Effects of novel disulfide linkages on Ig V domain protease resistance

We previously found that introduction of a noncanonical disulfide linkage formed between Cys54-Cys78 increased the pepsin resistance of VHHs (26) and VLs (21). To assess whether any of the putative noncanonical disulfide linkages identified in this study had similar effects, we tested the pepsin, trypsin, and chymotrypsin resistance of WT VHHs and engineered variants bearing noncanonical disulfide linkages formed between Cys4-Cys25, Cys6-Cys119, Cys22-Cys88, and Cys24-Cys86. As observed previously for the Cys54-Cys78 linkage, the Cys6-Cys119 and Cys24-Cys86 noncanonical disulfide linkages significantly increased the pepsin resistance of the majority of VHHs tested (Fig. 3 and Table S4).
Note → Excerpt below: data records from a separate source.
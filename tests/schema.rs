use avro_datum::{
	schema::{FieldOrder, Parser, RegularType, SchemaMut},
	Schema,
};

use pretty_assertions::assert_eq;

#[test]
fn forbids_zero_sized_cycles() {
	let schema = r#"
	{
		"type": "record",
		"name": "A",
		"fields": [
			{
				"name": "a",
				"type": {
					"type": "record",
					"name": "B",
					"fields": [
						{
							"name": "b",
							"type": "A"
						}
					]
				}
			}
		]
	}"#;
	assert_eq!(
		schema.parse::<Schema>().unwrap_err().to_string(),
		"The schema contains a record that ends up always containing itself"
	);
}

#[test]
fn conditional_self_reference_is_fine() {
	let schema: Schema = r#"
	{
		"type": "record",
		"name": "LinkedList",
		"fields": [
			{ "name": "value", "type": "long" },
			{ "name": "next", "type": ["null", "LinkedList"] }
		]
	}"#
	.parse()
	.unwrap();
	let _ = schema;
}

#[test]
fn dotted_name_overrides_namespace() {
	let schema: SchemaMut = r#"
	{
		"type": "record",
		"name": "other.ns.Rec",
		"namespace": "ignored",
		"fields": [{ "name": "f", "type": "int" }]
	}"#
	.parse()
	.unwrap();
	match &schema.root().type_ {
		RegularType::Record(record) => {
			assert_eq!(record.name.fully_qualified_name(), "other.ns.Rec");
			assert_eq!(record.name.namespace(), Some("other.ns"));
			assert_eq!(record.name.name(), "Rec");
		}
		other => panic!("expected record, got {other:?}"),
	}
}

#[test]
fn empty_namespace_means_null_namespace() {
	let schema: SchemaMut = r#"
	{
		"type": "fixed",
		"name": "Id",
		"namespace": "",
		"size": 4
	}"#
	.parse()
	.unwrap();
	match &schema.root().type_ {
		RegularType::Fixed(fixed) => {
			assert_eq!(fixed.name.namespace(), None);
			assert_eq!(fixed.name.fully_qualified_name(), "Id");
		}
		other => panic!("expected fixed, got {other:?}"),
	}
}

#[test]
fn fields_inherit_record_namespace() {
	let schema: SchemaMut = r#"
	{
		"type": "record",
		"name": "Outer",
		"namespace": "ns",
		"fields": [
			{
				"name": "inner",
				"type": { "type": "enum", "name": "Inner", "symbols": ["A"] }
			},
			{ "name": "again", "type": "Inner" }
		]
	}"#
	.parse()
	.unwrap();
	match &schema.root().type_ {
		RegularType::Record(record) => {
			let inner = &schema[record.fields[0].type_];
			match &inner.type_ {
				RegularType::Enum(enum_) => {
					assert_eq!(enum_.name.fully_qualified_name(), "ns.Inner")
				}
				other => panic!("expected enum, got {other:?}"),
			}
			// The bare reference resolved against the record's namespace
			assert_eq!(record.fields[0].type_, record.fields[1].type_);
		}
		other => panic!("expected record, got {other:?}"),
	}
}

#[test]
fn invalid_names_are_rejected() {
	for schema in [
		r#"{ "type": "record", "name": "1leading", "fields": [] }"#,
		r#"{ "type": "record", "name": "white space", "fields": [] }"#,
		r#"{ "type": "record", "name": "a..b", "fields": [] }"#,
		r#"{ "type": "record", "name": "ok", "fields": [{ "name": "1bad", "type": "int" }] }"#,
		r#"{ "type": "enum", "name": "E", "symbols": ["1bad"] }"#,
	] {
		assert!(schema.parse::<SchemaMut>().is_err(), "should reject {schema}");
	}
}

#[test]
fn duplicate_definitions_are_rejected() {
	let schema = r#"
	{
		"type": "record",
		"name": "A",
		"fields": [
			{ "name": "x", "type": { "type": "fixed", "name": "F", "size": 2 } },
			{ "name": "y", "type": { "type": "fixed", "name": "F", "size": 2 } }
		]
	}"#;
	assert!(schema
		.parse::<SchemaMut>()
		.unwrap_err()
		.to_string()
		.contains("duplicate definitions"));
}

#[test]
fn later_mentions_resolve_to_the_first_definition() {
	let schema: SchemaMut = r#"
	{
		"type": "record",
		"name": "A",
		"fields": [
			{ "name": "x", "type": { "type": "fixed", "name": "F", "size": 2 } },
			{ "name": "y", "type": "F" }
		]
	}"#
	.parse()
	.unwrap();
	match &schema.root().type_ {
		RegularType::Record(record) => {
			assert_eq!(record.fields[0].type_, record.fields[1].type_)
		}
		other => panic!("expected record, got {other:?}"),
	}
}

#[test]
fn union_validation() {
	// Same primitive twice
	assert!(r#"["int", "int"]"#.parse::<SchemaMut>().is_err());
	// Logical types make primitives distinct
	assert!(r#"["long", {"type": "long", "logicalType": "timestamp-millis"}]"#
		.parse::<SchemaMut>()
		.is_ok());
	// Two named types with distinct names are fine
	assert!(r#"[
		{"type": "fixed", "name": "A", "size": 1},
		{"type": "fixed", "name": "B", "size": 1}
	]"#
	.parse::<SchemaMut>()
	.is_ok());
	// Nested unions are not
	assert!(r#"["null", ["int", "string"]]"#.parse::<SchemaMut>().is_err());
}

#[test]
fn enum_validation() {
	assert!(r#"{"type": "enum", "name": "E", "symbols": []}"#
		.parse::<SchemaMut>()
		.is_err());
	assert!(r#"{"type": "enum", "name": "E", "symbols": ["A", "A"]}"#
		.parse::<SchemaMut>()
		.is_err());
	assert!(
		r#"{"type": "enum", "name": "E", "symbols": ["A", "B"], "default": "C"}"#
			.parse::<SchemaMut>()
			.is_err()
	);
	let schema: SchemaMut =
		r#"{"type": "enum", "name": "E", "symbols": ["A", "B"], "default": "B"}"#
			.parse()
			.unwrap();
	match &schema.root().type_ {
		RegularType::Enum(enum_) => assert_eq!(enum_.default.as_deref(), Some("B")),
		other => panic!("expected enum, got {other:?}"),
	}
}

#[test]
fn decimal_validation() {
	assert!(
		r#"{"type": "bytes", "logicalType": "decimal", "precision": 0, "scale": 0}"#
			.parse::<SchemaMut>()
			.is_err()
	);
	assert!(
		r#"{"type": "bytes", "logicalType": "decimal", "precision": 2, "scale": 3}"#
			.parse::<SchemaMut>()
			.is_err()
	);
	// fixed(2) holds at most 4 digits
	assert!(
		r#"{"type": "fixed", "name": "F", "size": 2, "logicalType": "decimal", "precision": 5}"#
			.parse::<SchemaMut>()
			.is_err()
	);
	assert!(
		r#"{"type": "fixed", "name": "F", "size": 2, "logicalType": "decimal", "precision": 4}"#
			.parse::<SchemaMut>()
			.is_ok()
	);
	// duration must annotate fixed(12)
	assert!(
		r#"{"type": "fixed", "name": "F", "size": 11, "logicalType": "duration"}"#
			.parse::<SchemaMut>()
			.is_err()
	);
}

#[test]
fn aliases_resolve() {
	let schema: SchemaMut = r#"
	{
		"type": "record",
		"name": "ns.A",
		"aliases": ["Old", "other.Legacy"],
		"fields": [
			{ "name": "x", "type": "ns.Old" },
			{ "name": "y", "type": "other.Legacy" }
		]
	}"#
	.parse()
	.unwrap();
	match &schema.root().type_ {
		RegularType::Record(record) => {
			assert_eq!(record.fields[0].type_, schema.root_key());
			assert_eq!(record.fields[1].type_, schema.root_key());
			assert_eq!(record.aliases.len(), 2);
			// A simple alias inherits the record's namespace
			assert_eq!(record.aliases[0].fully_qualified_name(), "ns.Old");
			assert_eq!(record.aliases[1].fully_qualified_name(), "other.Legacy");
		}
		other => panic!("expected record, got {other:?}"),
	}
}

#[test]
fn field_order_and_properties_are_preserved() {
	let schema: SchemaMut = r#"
	{
		"type": "record",
		"name": "R",
		"custom-prop": {"answer": 42},
		"fields": [
			{ "name": "a", "type": "int", "order": "descending", "weight": 3 },
			{ "name": "b", "type": "int", "order": "ignore" },
			{ "name": "c", "type": "int" }
		]
	}"#
	.parse()
	.unwrap();
	let root = schema.root();
	assert_eq!(
		root.properties.get("custom-prop"),
		Some(&serde_json::json!({"answer": 42}))
	);
	match &root.type_ {
		RegularType::Record(record) => {
			assert_eq!(record.fields[0].order, FieldOrder::Descending);
			assert_eq!(
				record.fields[0].properties.get("weight"),
				Some(&serde_json::json!(3))
			);
			assert_eq!(record.fields[1].order, FieldOrder::Ignore);
			assert_eq!(record.fields[2].order, FieldOrder::Ascending);
		}
		other => panic!("expected record, got {other:?}"),
	}
	assert!(r#"
	{
		"type": "record",
		"name": "R",
		"fields": [{ "name": "a", "type": "int", "order": "sideways" }]
	}"#
	.parse::<SchemaMut>()
	.is_err());
}

#[test]
fn multi_document_parsing() {
	let mut parser = Parser::new();
	parser
		.parse_str(r#"{"type": "enum", "name": "ns.Color", "symbols": ["RED", "BLUE"]}"#)
		.unwrap();
	parser
		.parse_str(
			r#"
			{
				"type": "record",
				"name": "ns.Paint",
				"fields": [{ "name": "color", "type": "ns.Color" }]
			}"#,
		)
		.unwrap();
	let schema = parser.into_schema().unwrap();
	// The last document's root wins
	match &schema.root().type_ {
		RegularType::Record(record) => {
			assert_eq!(record.name.fully_qualified_name(), "ns.Paint")
		}
		other => panic!("expected record, got {other:?}"),
	}
	let frozen: Schema = schema.freeze().unwrap();
	let _ = frozen;
}

#[test]
fn multi_document_unknown_reference_fails() {
	let mut parser = Parser::new();
	assert!(parser
		.parse_str(
			r#"
			{
				"type": "record",
				"name": "ns.Paint",
				"fields": [{ "name": "color", "type": "ns.Color" }]
			}"#,
		)
		.unwrap_err()
		.to_string()
		.contains("unknown reference"));
}

#[test]
fn missing_required_keys() {
	assert!(r#"{"type": "record", "name": "R"}"#.parse::<SchemaMut>().is_err());
	assert!(r#"{"type": "array"}"#.parse::<SchemaMut>().is_err());
	assert!(r#"{"type": "map"}"#.parse::<SchemaMut>().is_err());
	assert!(r#"{"type": "fixed", "name": "F"}"#.parse::<SchemaMut>().is_err());
	assert!(r#"{"type": "enum", "name": "E"}"#.parse::<SchemaMut>().is_err());
}

#[test]
fn error_type_is_a_record() {
	let schema: SchemaMut = r#"
	{
		"type": "error",
		"name": "Oops",
		"fields": [{ "name": "message", "type": "string" }]
	}"#
	.parse()
	.unwrap();
	match &schema.root().type_ {
		RegularType::Record(record) => assert!(record.error),
		other => panic!("expected record, got {other:?}"),
	}
	// Errors canonicalize as records, so the fingerprints agree
	let record_twin: SchemaMut = r#"
	{
		"type": "record",
		"name": "Oops",
		"fields": [{ "name": "message", "type": "string" }]
	}"#
	.parse()
	.unwrap();
	assert_eq!(
		schema.canonical_form().unwrap(),
		record_twin.canonical_form().unwrap()
	);
}
//! Raw, shape-level mirror of the schema JSON
//!
//! This is what `serde_json` deserializes into before the graph gets built.
//! Unknown keys are collected verbatim so that they can be preserved as
//! properties on the constructed nodes.

use serde::de::*;

use std::{borrow::Cow, collections::BTreeMap};

pub(super) enum SchemaNode<'a> {
	Type(Type),
	Ref(Cow<'a, str>),
	Object(Box<SchemaNodeObject<'a>>),
	Union(Vec<SchemaNode<'a>>),
}

#[derive(Clone, Copy, Debug)]
pub(super) enum Type {
	// Primitive types
	Null,
	Boolean,
	Int,
	Long,
	Float,
	Double,
	Bytes,
	String,
	// Complex types
	Array,
	Map,
	Record,
	Error,
	Enum,
	Fixed,
}

#[derive(serde_derive::Deserialize)]
#[serde(rename_all = "camelCase")]
#[serde(bound = "'a: 'de, 'de: 'a")]
pub(super) struct SchemaNodeObject<'a> {
	/// If there is a logical type, this can be a primitive type or type
	/// object but not a complex type; if there is none it must be a complex
	/// type.
	#[serde(rename = "type")]
	pub(super) type_: SchemaNode<'a>,
	pub(super) logical_type: Option<Cow<'a, str>>,
	/// For named types
	pub(super) name: Option<Cow<'a, str>>,
	/// For named types
	pub(super) namespace: Option<Cow<'a, str>>,
	/// For named types
	pub(super) aliases: Option<Vec<Cow<'a, str>>>,
	pub(super) doc: Option<Cow<'a, str>>,
	/// For record type
	pub(super) fields: Option<Vec<Field<'a>>>,
	/// For enum type
	pub(super) symbols: Option<Vec<Cow<'a, str>>>,
	/// For enum type (must appear in `symbols`)
	#[serde(default, deserialize_with = "value_even_if_null")]
	pub(super) default: Option<serde_json::Value>,
	/// For array type
	pub(super) items: Option<SchemaNode<'a>>,
	/// For map type
	pub(super) values: Option<SchemaNode<'a>>,
	/// For fixed type
	pub(super) size: Option<usize>,
	/// For decimal logical type
	pub(super) precision: Option<usize>,
	/// For decimal logical type
	pub(super) scale: Option<u32>,
	/// `sqlType` extension on string primitives
	pub(super) sql_type: Option<Cow<'a, str>>,
	/// Everything else, preserved verbatim
	#[serde(flatten)]
	pub(super) properties: BTreeMap<String, serde_json::Value>,
}

#[derive(serde_derive::Deserialize)]
#[serde(bound = "'a: 'de, 'de: 'a")]
pub(super) struct Field<'a> {
	#[serde(borrow)]
	pub(super) name: Cow<'a, str>,
	#[serde(rename = "type")]
	pub(super) type_: SchemaNode<'a>,
	/// `None` is "no default provided"; an explicit `null` default
	/// deserializes to `Some(Value::Null)`
	#[serde(default, deserialize_with = "value_even_if_null")]
	pub(super) default: Option<serde_json::Value>,
	pub(super) order: Option<Cow<'a, str>>,
	pub(super) aliases: Option<Vec<Cow<'a, str>>>,
	pub(super) doc: Option<Cow<'a, str>>,
	/// Everything else, preserved verbatim
	#[serde(flatten)]
	pub(super) properties: BTreeMap<String, serde_json::Value>,
}

/// `Option<serde_json::Value>` would turn an explicit `null` into `None`,
/// losing the distinction with an absent key
fn value_even_if_null<'de, D>(deserializer: D) -> Result<Option<serde_json::Value>, D::Error>
where
	D: Deserializer<'de>,
{
	serde_json::Value::deserialize(deserializer).map(Some)
}

impl<'de> Deserialize<'de> for SchemaNode<'de> {
	fn deserialize<D>(deserializer: D) -> Result<Self, D::Error>
	where
		D: Deserializer<'de>,
	{
		struct SchemaNodeVisitor<'de>(std::marker::PhantomData<&'de ()>);
		impl<'de> Visitor<'de> for SchemaNodeVisitor<'de> {
			type Value = SchemaNode<'de>;

			fn expecting(&self, formatter: &mut std::fmt::Formatter) -> std::fmt::Result {
				write!(
					formatter,
					"A string (type) or an object with a `type` field or an array (union)"
				)
			}

			fn visit_unit<E>(self) -> Result<Self::Value, E>
			where
				E: Error,
			{
				Ok(SchemaNode::Type(Type::Null))
			}

			fn visit_map<A>(self, map: A) -> Result<Self::Value, A::Error>
			where
				A: MapAccess<'de>,
			{
				// That's an object.
				Ok(SchemaNode::Object(Deserialize::deserialize(
					serde::de::value::MapAccessDeserializer::new(map),
				)?))
			}

			fn visit_seq<A>(self, seq: A) -> Result<Self::Value, A::Error>
			where
				A: SeqAccess<'de>,
			{
				// That's a union.
				Ok(SchemaNode::Union(Deserialize::deserialize(
					serde::de::value::SeqAccessDeserializer::new(seq),
				)?))
			}

			fn visit_str<E>(self, v: &str) -> Result<Self::Value, E>
			where
				E: Error,
			{
				// That's a type right away, or a ref.
				Ok(match parse_type(v) {
					Some(type_) => SchemaNode::Type(type_),
					None => SchemaNode::Ref(v.to_owned().into()),
				})
			}

			fn visit_borrowed_str<E>(self, v: &'de str) -> Result<Self::Value, E>
			where
				E: Error,
			{
				Ok(match parse_type(v) {
					Some(type_) => SchemaNode::Type(type_),
					None => SchemaNode::Ref(v.into()),
				})
			}

			fn visit_string<E>(self, v: String) -> Result<Self::Value, E>
			where
				E: Error,
			{
				Ok(match parse_type(&v) {
					Some(type_) => SchemaNode::Type(type_),
					None => SchemaNode::Ref(v.into()),
				})
			}
		}
		deserializer.deserialize_any(SchemaNodeVisitor(std::marker::PhantomData))
	}
}

fn parse_type(s: &str) -> Option<Type> {
	Some(match s {
		"null" => Type::Null,
		"boolean" => Type::Boolean,
		"int" => Type::Int,
		"long" => Type::Long,
		"float" => Type::Float,
		"double" => Type::Double,
		"bytes" => Type::Bytes,
		"string" => Type::String,
		"array" => Type::Array,
		"map" => Type::Map,
		"record" => Type::Record,
		"error" => Type::Error,
		"enum" => Type::Enum,
		"fixed" => Type::Fixed,
		_ => return None,
	})
}
use std::borrow::Cow;

/// Any error that may happen when parsing, validating or freezing a schema
#[derive(thiserror::Error)]
pub struct SchemaError {
	inner: Box<ErrorInner>,
}

enum ErrorInner {
	SerdeJson(serde_json::Error),
	Other(Cow<'static, str>),
}

impl SchemaError {
	/// If you need a dynamic string use `SchemaError::msg(format_args!(...))`
	pub(crate) fn new(s: &'static str) -> Self {
		Self {
			inner: Box::new(ErrorInner::Other(Cow::Borrowed(s))),
		}
	}

	pub(crate) fn msg(s: std::fmt::Arguments<'_>) -> Self {
		Self::display(s)
	}

	pub(crate) fn display(s: impl std::fmt::Display) -> Self {
		Self {
			inner: Box::new(ErrorInner::Other(Cow::Owned(s.to_string()))),
		}
	}

	pub(crate) fn serde_json(serde_json_error: serde_json::Error) -> Self {
		Self {
			inner: Box::new(ErrorInner::SerdeJson(serde_json_error)),
		}
	}
}

impl std::fmt::Debug for SchemaError {
	fn fmt(&self, f: &mut std::fmt::Formatter<'_>) -> std::fmt::Result {
		match *self.inner {
			ErrorInner::SerdeJson(ref e) => std::fmt::Debug::fmt(e, f),
			ErrorInner::Other(ref s) => std::fmt::Debug::fmt(&**s, f),
		}
	}
}

impl std::fmt::Display for SchemaError {
	fn fmt(&self, f: &mut std::fmt::Formatter<'_>) -> std::fmt::Result {
		match *self.inner {
			ErrorInner::SerdeJson(ref e) => std::fmt::Display::fmt(e, f),
			ErrorInner::Other(ref s) => std::fmt::Display::fmt(&**s, f),
		}
	}
}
By contrast, the putative Cys4-Cys25 and Cys22-Cys88 linkages only modestly increased resistance to low concentrations of pepsin. None of the four noncanonical disulfide linkages had any effect on trypsin or chymotrypsin resistance (data not shown).

Figure 3.

Figure 3

Effect of introducing Cys pairs forming putative noncanonical FR disulfide linkages on VHH pepsin resistance. The three Cys pairs conferring the highest increase in sdAb Tm (Cys4-Cys25, Cys6-Cys119, and Cys24-Cys86) were assessed as well as one Cys pair (Cys22-Cys88) that had an intermediate effect on Tm. The VHHs were digested with three concentrations of pepsin (10, 50 and 100 µg/ml) for 1 h at 37 °C, and then the remaining undigested VHH was quantitated by SDS-PAGE and band densitometry. Solid lines indicate medians and dashed lines indicate quartiles. The contours of the violin plots show probability density. p-values are from Wilcoxon matched–pairs signed-rank test comparing WT to Cys-engineered VHHs. FR, framework region; ns, not significant; sdAb, single-domain antibody; VHH, variable heavy chain of camelid heavy chain–only antibody; WT, wild-type.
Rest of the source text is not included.